Segundo ele, “É como se fosse realmente um tsunami amazônico”.
Comunidades, cultura e respeito
Para os ribeirinhos, a pororoca é vista com respeito e temor. Há histórias de perdas humanas e destruições provocadas pela onda. “É como se fosse o bicho-papão da floresta. A força da água é muito grande e muitos já perderam parentes”, conta Serginho. Mas essa relação também tem se transformado: “Hoje em dia, com a chegada do surf na pororoca, alguns ribeirinhos mudaram essa visão do monstro e começaram a se aproximar mais. Eles compartilham conhecimento local, ajudam nas expedições e, em troca, movimentam a economia da região”.
A cultura em torno da pororoca também é rica. Serginho recorda lendas, como a dos Três Pretinhos, que teriam se transformado no estrondo que hoje conhecemos como onda amazônica. Para entrar nos rios, diz-se que é preciso pedir permissão a eles, uma crença regional que traduz bem a necessidade de respeito pela floresta e suas forças invisíveis.
Mudanças e ameaças
Como todo fenômeno natural, a pororoca também vem sofrendo transformações. Serginho lembra com tristeza a perda da onda no rio Araguari, no Amapá, após a construção de hidrelétricas e a pecuária desordenada na região. A água foi desviada, e onde antes havia ondas de quatro metros, hoje existe apenas sedimento e vegetação.
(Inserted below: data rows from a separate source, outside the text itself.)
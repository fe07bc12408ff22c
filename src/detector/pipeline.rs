use super::candidate::{refine_candidate, CropWindow, RefinedCandidate};
use super::params::{DetectionMethod, DetectorParams};
use crate::coarse::CoarseDetector;
use crate::diagnostics::{
    elapsed_ms, CandidateTrace, DetectionReport, FitSummary, InputDescriptor, TimingBreakdown,
};
use crate::error::{check_pixel_size, DetectError, RefineError};
use crate::image::ImageF32;
use crate::model::{ModelRefiner, ShipModel};
use crate::types::{BoundingBox, OrientedBox};
use crate::units::meters_to_pixels;
use log::{debug, warn};
use std::time::Instant;

#[cfg(feature = "parallel")]
use rayon::prelude::*;

/// End-to-end ship detector: coarse candidates, then per-candidate model
/// refinement and cost filtering.
///
/// Candidates are refined independently; with the `parallel` feature they are
/// spread over the rayon thread pool. A candidate whose refinement fails is
/// reported in its trace and does not affect the others.
#[derive(Clone, Debug)]
pub struct ShipDetector {
    params: DetectorParams,
    coarse: CoarseDetector,
    refiner: ModelRefiner,
}

impl Default for ShipDetector {
    fn default() -> Self {
        Self::new(DetectorParams::default())
    }
}

type CandidateOutcome = Result<RefinedCandidate, RefineError>;

impl ShipDetector {
    pub fn new(params: DetectorParams) -> Self {
        let coarse = CoarseDetector::new(params.coarse.clone());
        let refiner = ModelRefiner::new(ShipModel::new(params.model.clone()), params.fit.clone());
        Self {
            params,
            coarse,
            refiner,
        }
    }

    pub fn params(&self) -> &DetectorParams {
        &self.params
    }

    /// Accepted detections only.
    pub fn detect(
        &self,
        raster: &ImageF32,
        pixel_size_m: f64,
    ) -> Result<Vec<OrientedBox>, DetectError> {
        Ok(self.process(raster, pixel_size_m)?.ships)
    }

    /// Run the configured pipeline and return the full report.
    pub fn process(
        &self,
        raster: &ImageF32,
        pixel_size_m: f64,
    ) -> Result<DetectionReport, DetectError> {
        let t0 = Instant::now();
        let pixel_size_m = check_pixel_size(pixel_size_m)?;
        let mut timings = TimingBreakdown::default();

        let coarse_start = Instant::now();
        let boxes = self.coarse.detect(raster, pixel_size_m)?;
        timings.push_since("coarse", coarse_start);
        debug!(
            "ShipDetector::process coarse candidates={} method={:?}",
            boxes.len(),
            self.params.method
        );

        let (ships, candidates, costs_sorted) = match self.params.method {
            DetectionMethod::Naive => naive_report(&boxes),
            DetectionMethod::Model => {
                let refine_start = Instant::now();
                let padding_px = meters_to_pixels(self.params.candidate.padding_m, pixel_size_m);
                let outcomes = self.refine_all(raster, &boxes, padding_px);
                let report = self.model_report(raster, &boxes, outcomes, padding_px);
                timings.push_since("refine", refine_start);
                report
            }
        };
        timings.total_ms = elapsed_ms(t0);
        debug!(
            "ShipDetector::process accepted={}/{} total_ms={:.3}",
            ships.len(),
            candidates.len(),
            timings.total_ms
        );

        Ok(DetectionReport {
            input: InputDescriptor {
                width: raster.w,
                height: raster.h,
                pixel_size_m,
                method: self.params.method,
            },
            ships,
            candidates,
            costs_sorted,
            timings,
        })
    }

    fn refine_all(
        &self,
        raster: &ImageF32,
        boxes: &[BoundingBox],
        padding_px: f64,
    ) -> Vec<CandidateOutcome> {
        #[cfg(feature = "parallel")]
        {
            boxes
                .par_iter()
                .map(|bbox| refine_candidate(&self.refiner, raster, bbox, padding_px))
                .collect()
        }
        #[cfg(not(feature = "parallel"))]
        {
            boxes
                .iter()
                .map(|bbox| refine_candidate(&self.refiner, raster, bbox, padding_px))
                .collect()
        }
    }

    fn model_report(
        &self,
        raster: &ImageF32,
        boxes: &[BoundingBox],
        outcomes: Vec<CandidateOutcome>,
        padding_px: f64,
    ) -> (Vec<OrientedBox>, Vec<CandidateTrace>, Vec<f64>) {
        let ratio = self.refiner.model().ratio();
        let threshold = self.params.candidate.cost_threshold;
        let mut ships = Vec::new();
        let mut traces = Vec::with_capacity(boxes.len());
        let mut costs = Vec::new();

        for (index, (bbox, outcome)) in boxes.iter().zip(outcomes).enumerate() {
            match outcome {
                Ok(refined) => {
                    let cost = refined.fit.cost;
                    let accepted = cost <= threshold;
                    debug!(
                        "candidate {index}: cost={cost:.2} iterations={} converged={} accepted={accepted}",
                        refined.fit.iterations, refined.fit.converged
                    );
                    if accepted {
                        ships.push(refined.params.to_oriented_box(ratio));
                    }
                    costs.push(cost);
                    let (dx, dy) = refined.window.origin();
                    traces.push(CandidateTrace {
                        index,
                        coarse_box: *bbox,
                        crop: Some(refined.window),
                        fit: Some(FitSummary {
                            initial: refined.initial.translated(dx, dy),
                            params: refined.params,
                            cost,
                            iterations: refined.fit.iterations,
                            converged: refined.fit.converged,
                            iterations_trace: refined.fit.trace,
                        }),
                        accepted,
                        error: None,
                    });
                }
                Err(err) => {
                    warn!("candidate {index} skipped: {err}");
                    traces.push(CandidateTrace {
                        index,
                        coarse_box: *bbox,
                        crop: Some(CropWindow::around(bbox, padding_px, raster.w, raster.h)),
                        fit: None,
                        accepted: false,
                        error: Some(err.to_string()),
                    });
                }
            }
        }

        costs.sort_by(|a, b| a.total_cmp(b));
        (ships, traces, costs)
    }
}

/// Coarse boxes reported as-is with zero rotation.
fn naive_report(boxes: &[BoundingBox]) -> (Vec<OrientedBox>, Vec<CandidateTrace>, Vec<f64>) {
    let ships = boxes.iter().copied().map(OrientedBox::from).collect();
    let traces = boxes
        .iter()
        .enumerate()
        .map(|(index, bbox)| CandidateTrace {
            index,
            coarse_box: *bbox,
            crop: None,
            fit: None,
            accepted: true,
            error: None,
        })
        .collect();
    (ships, traces, Vec::new())
}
“Foi uma perda lastimável. O rio simplesmente desapareceu na sua foz. É um lembrete do impacto das nossas escolhas sobre a natureza.”
Além da ação humana, mudanças climáticas globais, como o degelo e a elevação do nível do mar, também influenciam o comportamento da pororoca. Para Serginho, isso é a prova de que o oceano ecoa dentro da Amazônia, e que tudo está interligado.
Movimento Pororoca: consciência e transformação
Serginho também é uma força ativa no Movimento Pororoca, que busca dar visibilidade a comunidades isoladas da Amazônia e promover consciência ambiental.
“O Movimento Pororoca através do Instituto Pororoca e de outras entidades sérias relacionadas ao meio ambiente, tem o objetivo justamente de gerar consciência. Nós somos representantes desses pontos mais remotos da floresta onde poucas pessoas conseguem chegar, poucas pessoas têm equipamentos adequados, conhecimento e coragem também.”
Essa atuação envolve desde levar assistência médica até compartilhar aprendizados de convivência em harmonia com a natureza. A mensagem é clara: não existe futuro sem cuidado coletivo com os rios, a floresta e o oceano.
“Estar conectado com a natureza, fazendo uma leitura dela e proporcionando momentos para que outras pessoas também realizem seus sonhos… isso mudou a minha vida. Preservar a Amazônia e a pororoca é o que procuro fazer para as próximas gerações.”
A natureza é antes de tudo viva, ela transforma e também inspira. Ao ser perguntado o que sente ao surfar na pororoca, Serginho resume de forma poética:
“Eu me desconecto do mundo real e me torno parte do rio. Vejo pássaros, os botos, o sol e a lua. É como ser uma gota d’água fluindo na floresta. A pororoca é alegria, é paixão, é energia. É a onda mais longa do mundo e enquanto eu viver, estarei em alguma pororoca.”
Assim como o oceano sustenta a vida na Terra, a pororoca nos lembra que tudo está conectado. O mar invade a floresta e mostra que as fronteiras entre os ecossistemas são ilusórias. Preservar rios e mares é preservar a vida.
Na COP30, quando o mundo olhar para a Amazônia e para o oceano, histórias como a de Serginho Laus e da pororoca serão fundamentais para nos lembrar que somos parte de um mesmo movimento: o da natureza em busca de equilíbrio.